Il sindaco di Taranto, Ippazio Stefano, rieletto nel 2012 a capo di una coalizione di centrosinistra, sarebbe indagato per abuso d'ufficio e omissione di atti d'ufficio nell'ambito dell'inchiesta sullo stabilimento dell'Ilva della magistratura ionica chiamata 'Ambiente svenduto'. Nei confronti del primo cittadino, scrive la Gazzetta del Mezzogiorno, sarebbe stato emesso un avviso di proroga delle indagini preliminari per altri sei mesi durante i quali la Procura vuole accertare eventuali responsabilità di quanti avrebbero consentito all'Ilva di evitare o pilotare i controlli ambientali negli ultimi quattro anni.
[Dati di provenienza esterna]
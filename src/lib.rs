//! habits - a habit tracker for the terminal
//!
//! Users register, create habits and mark them done per calendar day. Streaks
//! and completion rates are recomputed from the stored completion history on
//! every request.

#![deny(unsafe_code)]
#![deny(clippy::unwrap_used)]
#![deny(clippy::expect_used)]
#![warn(clippy::pedantic)]
#![warn(clippy::nursery)]
#![allow(clippy::module_name_repetitions)]
#![cfg_attr(test, allow(clippy::unwrap_used, clippy::expect_used))]

pub mod cli;
pub mod config;
pub mod core;
pub mod error;
pub mod model;
pub mod output;
pub mod stats;
pub mod storage;

pub use cli::args::{Cli, Commands, OutputFormat};
pub use error::HabitsError;
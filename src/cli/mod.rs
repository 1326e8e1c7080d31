//! Command-line surface: argument parsing and command handlers.

pub mod args;
pub mod commands;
L'inchiesta, nel novembre scorso, portò all'arresto di diverse persone e all'emissione di un provvedimento restrittivo per Fabio Riva, vicepresidente di Riva Group, costituitosi a Londra nel gennaio scorso ed ora in attesa di estradizione.
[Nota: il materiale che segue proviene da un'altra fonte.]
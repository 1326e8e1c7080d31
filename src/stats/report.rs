//! Stats service: fetches completions from a collaborator and runs the engine.

use chrono::NaiveDate;
use serde::{Deserialize, Serialize};
use tracing::debug;

use super::engine::{current_streak, CompletionSet, StreakStats};
use crate::core::CompletionSource;
use crate::error::HabitsError;
use crate::model::Habit;

/// Load the completion set of one habit.
///
/// # Errors
///
/// Returns an error if the source cannot be read.
pub fn load_completions<S>(source: &S, habit_id: i64) -> Result<CompletionSet, HabitsError>
where
    S: CompletionSource + ?Sized,
{
    let dates = source.completion_dates(habit_id)?;
    let raw = dates.len();
    let set: CompletionSet = dates.into_iter().collect();

    if set.len() != raw {
        debug!(habit_id, raw, distinct = set.len(), "collapsed duplicate completion dates");
    }

    Ok(set)
}

/// Full statistics for one habit as of `today`.
///
/// # Errors
///
/// Returns an error if the source cannot be read.
pub fn habit_stats<S>(source: &S, habit_id: i64, today: NaiveDate) -> Result<StreakStats, HabitsError>
where
    S: CompletionSource + ?Sized,
{
    let set = load_completions(source, habit_id)?;
    Ok(StreakStats::compute(&set, today))
}

/// Current streak only, as of `today`.
///
/// # Errors
///
/// Returns an error if the source cannot be read.
pub fn current_streak_for<S>(source: &S, habit_id: i64, today: NaiveDate) -> Result<u32, HabitsError>
where
    S: CompletionSource + ?Sized,
{
    let set = load_completions(source, habit_id)?;
    Ok(current_streak(&set, today))
}

/// One dashboard row.
#[derive(Debug, Clone, Serialize, Deserialize)]
pub struct HabitSummary {
    pub habit: Habit,
    #[serde(flatten)]
    pub stats: StreakStats,
    pub completed_today: bool,
    pub last_completion: Option<NaiveDate>,
    /// Days between the last completion and `today`; `None` if never done.
    pub days_since_completion: Option<i64>,
}

impl HabitSummary {
    /// Build a summary from an already loaded completion set.
    #[must_use]
    pub fn from_set(habit: Habit, set: &CompletionSet, today: NaiveDate) -> Self {
        let last_completion = set.iter().rev().find(|d| *d <= today);

        Self {
            habit,
            stats: StreakStats::compute(set, today),
            completed_today: set.contains(today),
            last_completion,
            days_since_completion: last_completion.map(|d| (today - d).num_days()),
        }
    }
}

/// Summaries for a list of habits, in the given order.
///
/// # Errors
///
/// Returns an error if the source cannot be read for any habit.
pub fn summarize<S>(
    source: &S,
    habits: Vec<Habit>,
    today: NaiveDate,
) -> Result<Vec<HabitSummary>, HabitsError>
where
    S: CompletionSource + ?Sized,
{
    habits
        .into_iter()
        .map(|habit| {
            let set = load_completions(source, habit.id)?;
            Ok(HabitSummary::from_set(habit, &set, today))
        })
        .collect()
}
Il sindaco: "Se è vero mi dimetto" - Da parte sua però il cittadini nega di aver ricevuto alcunché dalla procura. "Non ho ricevuto alcun atto formale e ho lo coscienza tranquilla" ha infatti detto Ezio Stefano, aggiungendo che "qualora dovessi ricevere ufficialmente questo avviso di proroga delle indagini di cui si parla su un quotidiano, mi dimetterei dalla carica". Gia' a novembre quando erano stati adottati altri provvedimenti cautelari da parte del gip Patrizia Todisco, si era parlato di una iscrizione del primo cittadino nel registro degli indagati. "Mi hanno informato che questo avviso di proroga delle indagini - aggiunge Stefano - sarebbe legato a un esposto dell'avvocato Condemi (esponente dell'opposizione ndr) in merito all'Autorizzazione integrata ambientale del 2011". "Fermo restando - ribadisce - che non ho ancora ricevuto nessuna comunicazione e che sono a disposizione dei magistrati qualora dovessero chiamarmi per chiarire, se dovessi riceverla io mi dimetterò perché non sarei nelle condizioni di amministrare con serenità la città. Una città difficile, piegata da tante difficoltà: disoccupazione, cassa integrazione, malattie, ecc. In quella condizione di indagato rallenterei tutte le attività amministrative".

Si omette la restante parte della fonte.